* ASSIGNED TASK
Across these entries, how many lines contain the word "ZeroTimeout"? Answer with only the number.

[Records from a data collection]
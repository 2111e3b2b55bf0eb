//! # Gateway Configuration
//!
//! The gateway is configured from one TOML file:
//!
//! ```toml
//! listen = "127.0.0.1:8080"
//! timeout-secs = 10
//!
//! [interceptor]
//! url = "http://127.0.0.1:9100/exchange"
//!
//! [[backend]]
//! name = "registry"
//! addr = "http://127.0.0.1:50051"
//! service = "registry.Registry"
//!
//! [[route]]
//! path = "/namespaces/{name}"
//! method = "POST"
//! backend = "registry"
//! rpc = "Put"
//! ```
//!
//! Each `[[backend]]` binds a long-lived connection to one fully qualified
//! service namespace; each `[[route]]` maps an HTTP method and path template
//! onto an RPC method of a backend. Pointing a route at a new RPC method is a
//! configuration change, never a rebuild.
use axum::routing::MethodFilter;
use serde::Deserialize;
use std::collections::HashSet;
use std::net::SocketAddr;
use std::path::Path;
use std::time::Duration;

#[derive(Debug, Clone, Deserialize)]
#[serde(deny_unknown_fields, rename_all = "kebab-case")]
pub struct Config {
    /// Address the HTTP server binds to.
    pub listen: SocketAddr,
    /// Per-request deadline covering token exchange, schema discovery, and
    /// the backend call combined.
    #[serde(default = "default_timeout_secs")]
    pub timeout_secs: u64,
    pub interceptor: Interceptor,
    #[serde(default, rename = "backend")]
    pub backends: Vec<Backend>,
    #[serde(default, rename = "route")]
    pub routes: Vec<Route>,
}

#[derive(Debug, Clone, Deserialize)]
#[serde(deny_unknown_fields)]
pub struct Interceptor {
    /// Token-exchange endpoint called once per inbound request.
    pub url: String,
}

/// One backend binding: a connection address plus the service namespace
/// calls are addressed to. Immutable once the process starts.
#[derive(Debug, Clone, Deserialize)]
#[serde(deny_unknown_fields)]
pub struct Backend {
    pub name: String,
    pub addr: String,
    pub service: String,
}

#[derive(Debug, Clone, Deserialize)]
#[serde(deny_unknown_fields)]
pub struct Route {
    /// axum path template; template parameters become document fields.
    pub path: String,
    /// HTTP method the route answers to.
    pub method: String,
    /// Name of the `[[backend]]` this route calls into.
    pub backend: String,
    /// RPC method name on the backend's service.
    pub rpc: String,
}

impl Route {
    pub(crate) fn method_filter(&self) -> Option<MethodFilter> {
        match self.method.to_ascii_uppercase().as_str() {
            "GET" => Some(MethodFilter::GET),
            "POST" => Some(MethodFilter::POST),
            "PUT" => Some(MethodFilter::PUT),
            "PATCH" => Some(MethodFilter::PATCH),
            "DELETE" => Some(MethodFilter::DELETE),
            "HEAD" => Some(MethodFilter::HEAD),
            "OPTIONS" => Some(MethodFilter::OPTIONS),
            _ => None,
        }
    }
}

fn default_timeout_secs() -> u64 {
    10
}

#[derive(Debug, thiserror::Error)]
pub enum ConfigError {
    #[error("failed to read config file '{0}': {1}")]
    Read(String, #[source] std::io::Error),

    #[error("failed to parse config: {0}")]
    Parse(#[from] toml::de::Error),

    #[error("backend '{0}' is declared twice")]
    DuplicateBackend(String),

    #[error("route '{path}' references unknown backend '{backend}'")]
    UnknownBackend { path: String, backend: String },

    #[error("route '{path}' has unsupported HTTP method '{method}'")]
    UnsupportedMethod { path: String, method: String },

    #[error("timeout-secs must be greater than zero")]
    ZeroTimeout,
}

impl Config {
    pub fn load(path: &Path) -> Result<Self, ConfigError> {
        let source = std::fs::read_to_string(path)
            .map_err(|err| ConfigError::Read(path.display().to_string(), err))?;
        Self::from_toml(&source)
    }

    pub fn from_toml(source: &str) -> Result<Self, ConfigError> {
        let config: Self = toml::from_str(source)?;
        config.validate()?;
        Ok(config)
    }

    pub fn timeout(&self) -> Duration {
        Duration::from_secs(self.timeout_secs)
    }

    fn validate(&self) -> Result<(), ConfigError> {
        if self.timeout_secs == 0 {
            return Err(ConfigError::ZeroTimeout);
        }

        let mut names = HashSet::new();
        for backend in &self.backends {
            if !names.insert(backend.name.as_str()) {
                return Err(ConfigError::DuplicateBackend(backend.name.clone()));
            }
        }

        for route in &self.routes {
            if !names.contains(route.backend.as_str()) {
                return Err(ConfigError::UnknownBackend {
                    path: route.path.clone(),
                    backend: route.backend.clone(),
                });
            }
            if route.method_filter().is_none() {
                return Err(ConfigError::UnsupportedMethod {
                    path: route.path.clone(),
                    method: route.method.clone(),
                });
            }
        }

        Ok(())
    }
}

* TASK ANSWER
2